Un regard parmi d’autres : Du vent dans la tête

La compagnie Bouffou Théâtre nous ramène sur les bancs d’école avec son spectacle « Du vent dans la tête ». Le décor nous immerge dans une salle de classe, avec de vieux pupitres et un tableau noir sur lequel est écrite la date du jour. Une petite cloche retentit et annonce le début du spectacle et d’une drôle de récréation…

Deux artistes, écoliers pour l’heure, font vivre cette école improvisée qui changera de nombreuses fois de décors et dont les recoins réservent bien des surprises. L’un deux nous explique comment il vivait ses années d’écoles : l’attitude qu’il avait, le cœur qu’il y mettait. Il nous présente ensuite « Hess », sa marionnette aux trous dans la tête. On comprend ensuite que ces derniers l’empêchent de garder en mémoires ses leçons de classe. C’est ensuite que nous faisons la connaissance de Nath, autre marionnette tenue à bout de bras par une autre artiste. On comprend que les deux marionnettes sont amies et bien différentes l’une de l’autre. Tout comme leur propriétaire. Nath a des bouchons dans ses trous dans la tête et une tendance à avoir réponse à tout. Hess, quand à lui, est plutôt rêveur et tête en l’air.

On suit les échanges et les aventures des deux amis. Des voyages improvisés, tantôt sur la mer, tantôt dans les airs, sur de nombreux jouets anciens, nous évadent. Des mélodies, faites de banjo et de percussions, accompagnent ces joyeuses routes. Leur but : trouver le bonnet de Hess, un bonnet d’âne.

Des images de mon enfance apparaissent lorsqu’un des artistes fait de la soupe-à-tout avec l’aide d’une des marionnettes. Un peu de terre, du sable, quelques fleurs du jardin et la soupe est prête. Qui, étant enfant, n’a jamais fait de la soupe-à-tout ?

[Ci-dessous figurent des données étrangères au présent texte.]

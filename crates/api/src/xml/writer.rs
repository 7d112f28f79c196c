//! Multistatus XML writer
//!
//! Thin helpers over quick-xml's `Writer`. Known response structure
//! uses the `D:`/`C:`/`B:` prefixes declared on `<D:multistatus>`;
//! property elements echoed back to the client keep their original
//! namespace through a local `X:` binding.

use std::io::{self, Cursor};

use axum::http::StatusCode;
use quick_xml::Writer;
use quick_xml::events::{BytesDecl, BytesEnd, BytesStart, BytesText, Event};

pub const NS_DAV: &str = "DAV:";
pub const NS_CALDAV: &str = "urn:ietf:params:xml:ns:caldav";
pub const NS_CALSERV: &str = "http://calendarserver.org/ns/";
pub const NS_APPLE: &str = "http://apple.com/ns/ical/";

pub type XmlWriter = Writer<Cursor<Vec<u8>>>;

/// A writer primed with the XML declaration and an open
/// `<D:multistatus>` element.
pub fn multistatus() -> io::Result<XmlWriter> {
    let mut writer = Writer::new(Cursor::new(Vec::with_capacity(1024)));
    writer.write_event(Event::Decl(BytesDecl::new("1.0", Some("utf-8"), None)))?;

    let mut root = BytesStart::new("D:multistatus");
    root.push_attribute(("xmlns:B", NS_CALSERV));
    root.push_attribute(("xmlns:C", NS_CALDAV));
    root.push_attribute(("xmlns:D", NS_DAV));
    writer.write_event(Event::Start(root))?;
    Ok(writer)
}

/// Close `</D:multistatus>` and hand back the document bytes.
pub fn finish(mut writer: XmlWriter) -> io::Result<Vec<u8>> {
    writer.write_event(Event::End(BytesEnd::new("D:multistatus")))?;
    Ok(writer.into_inner().into_inner())
}

pub fn start(writer: &mut XmlWriter, tag: &str) -> io::Result<()> {
    writer.write_event(Event::Start(BytesStart::new(tag)))
}

pub fn end(writer: &mut XmlWriter, tag: &str) -> io::Result<()> {
    writer.write_event(Event::End(BytesEnd::new(tag)))
}

pub fn empty(writer: &mut XmlWriter, tag: &str) -> io::Result<()> {
    writer.write_event(Event::Empty(BytesStart::new(tag)))
}

pub fn text(writer: &mut XmlWriter, content: &str) -> io::Result<()> {
    writer.write_event(Event::Text(BytesText::new(content)))
}

/// `<tag>content</tag>`
pub fn text_tag(writer: &mut XmlWriter, tag: &str, content: &str) -> io::Result<()> {
    start(writer, tag)?;
    text(writer, content)?;
    end(writer, tag)
}

/// `<D:href>path</D:href>`
pub fn href(writer: &mut XmlWriter, path: &str) -> io::Result<()> {
    text_tag(writer, "D:href", path)
}

/// `<D:status>HTTP/1.1 ...</D:status>`
pub fn status(writer: &mut XmlWriter, code: StatusCode) -> io::Result<()> {
    let line = format!(
        "HTTP/1.1 {} {}",
        code.as_u16(),
        code.canonical_reason().unwrap_or("")
    );
    text_tag(writer, "D:status", &line)
}

/// Open a property element under its original namespace:
/// `<X:name xmlns:X="ns">`.
pub fn foreign_start(writer: &mut XmlWriter, name: &str, ns: &str) -> io::Result<()> {
    let mut el = BytesStart::new(format!("X:{name}"));
    el.push_attribute(("xmlns:X", ns));
    writer.write_event(Event::Start(el))
}

pub fn foreign_end(writer: &mut XmlWriter, name: &str) -> io::Result<()> {
    writer.write_event(Event::End(BytesEnd::new(format!("X:{name}"))))
}

/// `<X:name xmlns:X="ns"/>` for properties listed without content.
pub fn foreign_empty(writer: &mut XmlWriter, name: &str, ns: &str) -> io::Result<()> {
    let mut el = BytesStart::new(format!("X:{name}"));
    el.push_attribute(("xmlns:X", ns));
    writer.write_event(Event::Empty(el))
}

#[cfg(test)]
mod tests {
    use super::*;

    fn into_string(writer: XmlWriter) -> String {
        String::from_utf8(finish(writer).expect("finish")).expect("utf8")
    }

    #[test]
    fn multistatus_skeleton() {
        let writer = multistatus().expect("writer");
        let xml = into_string(writer);
        assert!(xml.starts_with("<?xml version=\"1.0\" encoding=\"utf-8\"?>"));
        assert!(xml.contains("xmlns:D=\"DAV:\""));
        assert!(xml.contains("xmlns:C=\"urn:ietf:params:xml:ns:caldav\""));
        assert!(xml.contains("xmlns:B=\"http://calendarserver.org/ns/\""));
        assert!(xml.ends_with("</D:multistatus>"));
    }

    #[test]
    fn status_lines() {
        let mut writer = multistatus().expect("writer");
        status(&mut writer, StatusCode::OK).expect("ok");
        status(&mut writer, StatusCode::NOT_FOUND).expect("nf");
        let xml = into_string(writer);
        assert!(xml.contains("<D:status>HTTP/1.1 200 OK</D:status>"));
        assert!(xml.contains("<D:status>HTTP/1.1 404 Not Found</D:status>"));
    }

    #[test]
    fn foreign_properties_keep_their_namespace() {
        let mut writer = multistatus().expect("writer");
        foreign_start(&mut writer, "getetag", NS_DAV).expect("start");
        text(&mut writer, "12-34").expect("text");
        foreign_end(&mut writer, "getetag").expect("end");
        foreign_empty(&mut writer, "x-madeup", "urn:example").expect("empty");
        let xml = into_string(writer);
        assert!(xml.contains("<X:getetag xmlns:X=\"DAV:\">12-34</X:getetag>"));
        assert!(xml.contains("<X:x-madeup xmlns:X=\"urn:example\"/>"));
    }

    #[test]
    fn text_is_escaped() {
        let mut writer = multistatus().expect("writer");
        text_tag(&mut writer, "D:displayname", "a <b> & c").expect("tag");
        let xml = into_string(writer);
        assert!(xml.contains("a &lt;b&gt; &amp; c"));
    }
}
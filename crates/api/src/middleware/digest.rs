//! Method gate and HTTP Digest credential parsing
//!
//! The first two steps of the request state machine live here: unknown
//! methods are 405'd, OPTIONS is answered before any authentication
//! (some agents will not resend it with credentials), and everything
//! else must carry a parseable `Authorization: Digest` header before
//! it reaches the dispatcher. Verification against stored state
//! happens later; this layer only parses.

use axum::extract::{Request, State};
use axum::http::{HeaderName, StatusCode, header};
use axum::middleware::Next;
use axum::response::{IntoResponse, Response};

use crate::error::ApiError;
use crate::{AppState, DAV_CLASSES};

const ALLOW_METHODS: &str = "OPTIONS, GET, PUT, DELETE, PROPFIND, REPORT, PROPPATCH, POST";

/// Credentials parsed from `Authorization: Digest` (RFC 2617, 3.2.2).
#[derive(Debug, Clone)]
pub struct DigestCreds {
    pub username: String,
    pub realm: String,
    pub nonce: String,
    pub response: String,
    pub uri: String,
    /// Hex nonce count; zero when the client sent none.
    pub nc: i64,
}

/// Scan one quoted-or-token value, advancing the cursor past any
/// trailing separator.
fn scan_value(cp: &mut &str) -> String {
    if let Some(rest) = cp.strip_prefix('"') {
        let b = rest.as_bytes();
        let mut i = 0;
        while i < b.len() {
            if b[i] == b'"' && (i == 0 || b[i - 1] != b'\\') {
                break;
            }
            i += 1;
        }
        let out = rest[..i].to_string();
        *cp = rest.get(i + 1..).unwrap_or("");
        out
    } else {
        let end = cp.find([',', ' ', '\t']).unwrap_or(cp.len());
        let out = cp[..end].to_string();
        *cp = &cp[end..];
        out
    }
}

/// Parse the header value. Unknown tokens are skipped; the result is
/// only usable when the five mandatory values are all present.
pub fn parse_digest(value: &str) -> Option<DigestCreds> {
    let mut cp = value.trim_start().strip_prefix("Digest")?;

    let mut username = None;
    let mut realm = None;
    let mut nonce = None;
    let mut response = None;
    let mut uri = None;
    let mut nc = 0i64;

    loop {
        cp = cp.trim_start_matches([' ', '\t', ',']);
        if cp.is_empty() {
            break;
        }
        let Some(eq) = cp.find('=') else {
            break;
        };
        let key = cp[..eq].trim();
        cp = &cp[eq + 1..];
        let val = scan_value(&mut cp);
        match key {
            "username" => username = Some(val),
            "realm" => realm = Some(val),
            "nonce" => nonce = Some(val),
            "response" => response = Some(val),
            "uri" => uri = Some(val),
            "nc" => nc = i64::from_str_radix(&val, 16).unwrap_or(0),
            _ => {}
        }
    }

    Some(DigestCreds {
        username: username?,
        realm: realm?,
        nonce: nonce?,
        response: response?,
        uri: uri?,
        nc,
    })
}

/// Build a 401 with a freshly minted nonce.
pub(crate) async fn challenge(app: &AppState, stale: bool) -> ApiError {
    match app.store.nonce_new().await {
        Ok(nonce) => ApiError::Unauthorized {
            realm: app.realm.clone(),
            nonce,
            stale,
        },
        Err(e) => ApiError::Internal(e.to_string()),
    }
}

pub async fn digest_gate(State(app): State<AppState>, mut req: Request, next: Next) -> Response {
    let known = matches!(
        req.method().as_str(),
        "OPTIONS" | "GET" | "PUT" | "DELETE" | "PROPFIND" | "REPORT" | "PROPPATCH" | "POST"
    );
    if !known {
        tracing::info!("unsupported HTTP method: {}", req.method());
        return (
            StatusCode::METHOD_NOT_ALLOWED,
            [(header::ALLOW, ALLOW_METHODS)],
        )
            .into_response();
    }

    if req.method().as_str() == "OPTIONS" {
        return (
            StatusCode::OK,
            [
                (HeaderName::from_static("dav"), DAV_CLASSES),
                (header::ALLOW, ALLOW_METHODS),
            ],
        )
            .into_response();
    }

    let creds = req
        .headers()
        .get(header::AUTHORIZATION)
        .and_then(|v| v.to_str().ok())
        .and_then(parse_digest);
    match creds {
        Some(creds) => {
            req.extensions_mut().insert(creds);
            next.run(req).await
        }
        None => {
            tracing::info!("bad HTTP authorisation");
            challenge(&app, false).await.into_response()
        }
    }
}

#[cfg(test)]
mod tests {
    use super::*;

    const HEADER: &str = "Digest username=\"alice\", realm=\"kalends\", \
        nonce=\"00AA00AA00AA00AA\", uri=\"/alice/cal/\", \
        response=\"deadbeefdeadbeefdeadbeefdeadbeef\", \
        algorithm=MD5-sess, qop=auth, nc=00000001, cnonce=\"xyz\"";

    #[test]
    fn parses_quoted_and_token_values() {
        let creds = parse_digest(HEADER).expect("creds");
        assert_eq!(creds.username, "alice");
        assert_eq!(creds.realm, "kalends");
        assert_eq!(creds.nonce, "00AA00AA00AA00AA");
        assert_eq!(creds.uri, "/alice/cal/");
        assert_eq!(creds.response, "deadbeefdeadbeefdeadbeefdeadbeef");
        assert_eq!(creds.nc, 1);
    }

    #[test]
    fn unknown_tokens_are_skipped() {
        let creds = parse_digest(
            "Digest opaque=\"xx\", username=\"u\", realm=\"r\", nonce=\"n\", \
             response=\"x\", uri=\"/\"",
        )
        .expect("creds");
        assert_eq!(creds.username, "u");
    }

    #[test]
    fn missing_mandatory_value_fails() {
        assert!(parse_digest("Digest username=\"u\", realm=\"r\"").is_none());
        assert!(parse_digest("Basic dXNlcjpwYXNz").is_none());
        assert!(parse_digest("").is_none());
    }

    #[test]
    fn nc_parses_as_hex() {
        let creds = parse_digest(
            "Digest username=\"u\", realm=\"r\", nonce=\"n\", response=\"x\", \
             uri=\"/\", nc=0000000a",
        )
        .expect("creds");
        assert_eq!(creds.nc, 10);
    }

    #[test]
    fn missing_nc_defaults_to_zero() {
        let creds = parse_digest(
            "Digest username=\"u\", realm=\"r\", nonce=\"n\", response=\"x\", uri=\"/\"",
        )
        .expect("creds");
        assert_eq!(creds.nc, 0);
    }

    #[test]
    fn escaped_quotes_stay_inside_the_value() {
        let creds = parse_digest(
            "Digest username=\"a\\\"b\", realm=\"r\", nonce=\"n\", response=\"x\", uri=\"/\"",
        )
        .expect("creds");
        assert_eq!(creds.username, "a\\\"b");
    }
}
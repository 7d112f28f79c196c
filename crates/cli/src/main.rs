//! kalends-admin: create principals and collections, set credentials,
//! and import iCalendar files. The server itself never creates
//! principals; this tool owns schema bootstrap.

use std::path::PathBuf;
use std::process::ExitCode;

use anyhow::{Context, Result, bail};
use clap::{Parser, Subcommand};
use kalends_core::digest::credential_hash;
use kalends_core::{Mutation, Store};
use kalends_ical::Calendar;

/// Realm baked into credential hashes; must match the server's.
const DEFAULT_REALM: &str = "kalends";

#[derive(Parser)]
#[command(name = "kalends-admin", about = "Administer a kalends calendar database")]
struct Cli {
    /// Directory holding the calendar database
    #[arg(short = 'd', long, env = "KALENDS_DIR")]
    caldir: PathBuf,

    /// Digest realm used when hashing passwords
    #[arg(long, default_value = DEFAULT_REALM)]
    realm: String,

    #[command(subcommand)]
    command: Command,
}

#[derive(Subcommand)]
enum Command {
    /// Create a principal with an initial calendar collection
    Useradd {
        name: String,
        #[arg(long)]
        email: String,
        #[arg(long)]
        password: String,
        /// Path segment of the initial collection
        #[arg(long, default_value = "calendars")]
        collection: String,
    },
    /// Change a principal's password
    Passwd {
        name: String,
        #[arg(long)]
        password: String,
    },
    /// Change a principal's email address
    Email {
        name: String,
        #[arg(long)]
        email: String,
    },
    /// Create an additional collection under a principal
    Colnadd { name: String, url: String },
    /// Let a peer principal act on another's calendars
    Proxyadd {
        /// The grantor whose calendars are shared
        name: String,
        /// The delegate being granted access
        peer: String,
        /// Grant write access instead of read-only
        #[arg(long)]
        write: bool,
    },
    /// Revoke a proxy grant
    Proxydel { name: String, peer: String },
    /// Import an iCalendar file as a new resource
    Import {
        name: String,
        collection: String,
        file: PathBuf,
        /// Resource path segment; defaults to the file name
        #[arg(long)]
        url: Option<String>,
    },
}

#[tokio::main]
async fn main() -> ExitCode {
    match run().await {
        Ok(()) => ExitCode::SUCCESS,
        Err(err) => {
            eprintln!("kalends-admin: {err:#}");
            ExitCode::FAILURE
        }
    }
}

async fn run() -> Result<()> {
    let cli = Cli::parse();

    let store = Store::open(&cli.caldir, true)
        .await
        .with_context(|| format!("{}", cli.caldir.display()))?;

    let uid = i64::from(nix::unistd::getuid().as_raw());
    match store.owner_check_or_set(uid).await? {
        Mutation::Done(()) => {}
        Mutation::Constraint => bail!("database is owned by another user"),
    }

    match cli.command {
        Command::Useradd {
            name,
            email,
            password,
            collection,
        } => {
            let hash = credential_hash(&name, &cli.realm, &password);
            match store
                .principal_create(&name, &hash, &email, &collection)
                .await?
            {
                Mutation::Done(_) => println!("principal created: {name}"),
                Mutation::Constraint => bail!("principal name or email already in use"),
            }
        }
        Command::Passwd { name, password } => {
            let principal = load_principal(&store, &name).await?;
            let hash = credential_hash(&name, &cli.realm, &password);
            match store
                .principal_update(principal.id, &hash, &principal.email)
                .await?
            {
                Mutation::Done(()) => println!("password updated: {name}"),
                Mutation::Constraint => bail!("cannot update principal"),
            }
        }
        Command::Email { name, email } => {
            let principal = load_principal(&store, &name).await?;
            match store
                .principal_update(principal.id, &principal.hash, &email)
                .await?
            {
                Mutation::Done(()) => println!("email updated: {name}"),
                Mutation::Constraint => bail!("email already in use: {email}"),
            }
        }
        Command::Colnadd { name, url } => {
            if !kalends_core::validation::safe_path_segment(&url) {
                bail!("unsafe collection path: {url}");
            }
            let principal = load_principal(&store, &name).await?;
            match store.collection_create(principal.id, &url).await? {
                Mutation::Done(_) => println!("collection created: {url}"),
                Mutation::Constraint => bail!("collection already exists: {url}"),
            }
        }
        Command::Proxyadd { name, peer, write } => {
            let grantor = load_principal(&store, &name).await?;
            let delegate = load_principal(&store, &peer).await?;
            let bits = if write {
                kalends_core::ProxyBits::Write
            } else {
                kalends_core::ProxyBits::Read
            };
            match store.proxy_upsert(grantor.id, delegate.id, bits).await? {
                Mutation::Done(()) => println!("proxy granted: {peer} on {name}"),
                Mutation::Constraint => bail!("cannot grant proxy to {peer}"),
            }
        }
        Command::Proxydel { name, peer } => {
            let grantor = load_principal(&store, &name).await?;
            let delegate = load_principal(&store, &peer).await?;
            store.proxy_remove(grantor.id, delegate.id).await?;
            println!("proxy revoked: {peer} on {name}");
        }
        Command::Import {
            name,
            collection,
            file,
            url,
        } => {
            let principal = load_principal(&store, &name).await?;
            let Some(coln) = principal.collection_by_url(&collection) else {
                bail!("unknown collection: {collection}");
            };

            let data = std::fs::read(&file).with_context(|| format!("{}", file.display()))?;
            let filename = file.to_string_lossy().into_owned();
            let cal = Calendar::parse(&data, Some(&filename)).map_err(|e| anyhow::anyhow!("{e}"))?;

            let url = match url {
                Some(url) => url,
                None => file
                    .file_name()
                    .map(|n| n.to_string_lossy().into_owned())
                    .unwrap_or_default(),
            };
            if !kalends_core::validation::safe_path_segment(&url) {
                bail!("unsafe resource path: {url}");
            }

            let printed = String::from_utf8(cal.to_bytes()).context("printed calendar")?;
            match store.resource_create(coln.id, &url, &printed).await? {
                Mutation::Done(etag) => println!("resource created: {url} (etag {etag})"),
                Mutation::Constraint => bail!("resource already exists: {url}"),
            }
        }
    }

    Ok(())
}

async fn load_principal(store: &Store, name: &str) -> Result<kalends_core::Principal> {
    store
        .principal_load(name)
        .await?
        .with_context(|| format!("unknown principal: {name}"))
}
//! GET: serve one calendar resource
//!
//! RFC 4791 adds nothing to GET, so plain HTTP semantics apply,
//! including `If-None-Match` revalidation against the ETag.

use axum::http::{StatusCode, header};
use axum::response::{IntoResponse, Response};

use super::{DavState, conditional_header, unquote_etag};
use crate::AppState;
use crate::error::ApiError;

pub async fn handle(
    app: &AppState,
    state: &DavState,
    headers: &axum::http::HeaderMap,
) -> Result<Response, ApiError> {
    if state.resource_name.is_empty() {
        // GET on a collection is undefined by RFC 4918, 9.4.
        tracing::info!("GET for non-resource (collection?)");
        return Err(ApiError::NotFound(state.collection_name.clone()));
    }
    let Some(cfg) = &state.collection else {
        tracing::info!("GET from non-calendar collection");
        return Err(ApiError::Forbidden);
    };

    let Some(res) = app.store.resource_load(cfg.id, &state.resource_name).await? else {
        tracing::info!("GET for unknown resource: {}", state.resource_name);
        return Err(ApiError::NotFound(state.resource_name.clone()));
    };

    let etag_header = format!("\"{}\"", res.etag);

    // An unquoted `*` asks whether the resource exists at all; it
    // does, so resend rather than 304 (RFC 7232, 3.1).
    let revalidation = conditional_header(headers, header::IF_NONE_MATCH)
        .filter(|raw| raw.trim() != "*")
        .map(unquote_etag);

    if revalidation == Some(res.etag.as_str()) {
        return Ok((
            StatusCode::NOT_MODIFIED,
            [(header::ETAG, etag_header)],
        )
            .into_response());
    }

    Ok((
        StatusCode::OK,
        [
            (header::CONTENT_TYPE, "text/calendar".to_string()),
            (header::ETAG, etag_header),
        ],
        res.ical.to_bytes(),
    )
        .into_response())
}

Dans la salle, chacun d’entre nous est silencieux, attentif, comme captivé, emmené dans l’univers riche qui nous est proposé. Mon enfant intérieur est émerveillé par ce monde imaginaire et l’adulte que je suis sourit des jeux de mots à la pelle dont regorgent les textes. Les nombreuses mimiques des deux artistes font rire. Ceux-là se plaisent, par moments, à jouer l’extension de leur marionnette. On ne sait donc plus qui est la marionnette de qui, où est l’adulte et qui est l’écolier.

La petite cloche retentit et annonce la fin du spectacle… et de la récréation. Je sors de la salle avec mon amie, bras dessus – bras dessous, avec l’envie que la pause se poursuive pour pouvoir encore rêver un peu de voyages et de jeux. Suivre cette aventure nous a fait du bien. Nous avons toutes deux été touchées par les messages bienveillants amenés par les artistes, lorsque ceux-ci nous souhaitent de « bien grandir » ou nous rappelle qu’ « être un âne, des fois, c’est pas bête ». On comprend aussi la force que peuvent être les différentes facultés de chacun-e et l’importance d’en parler.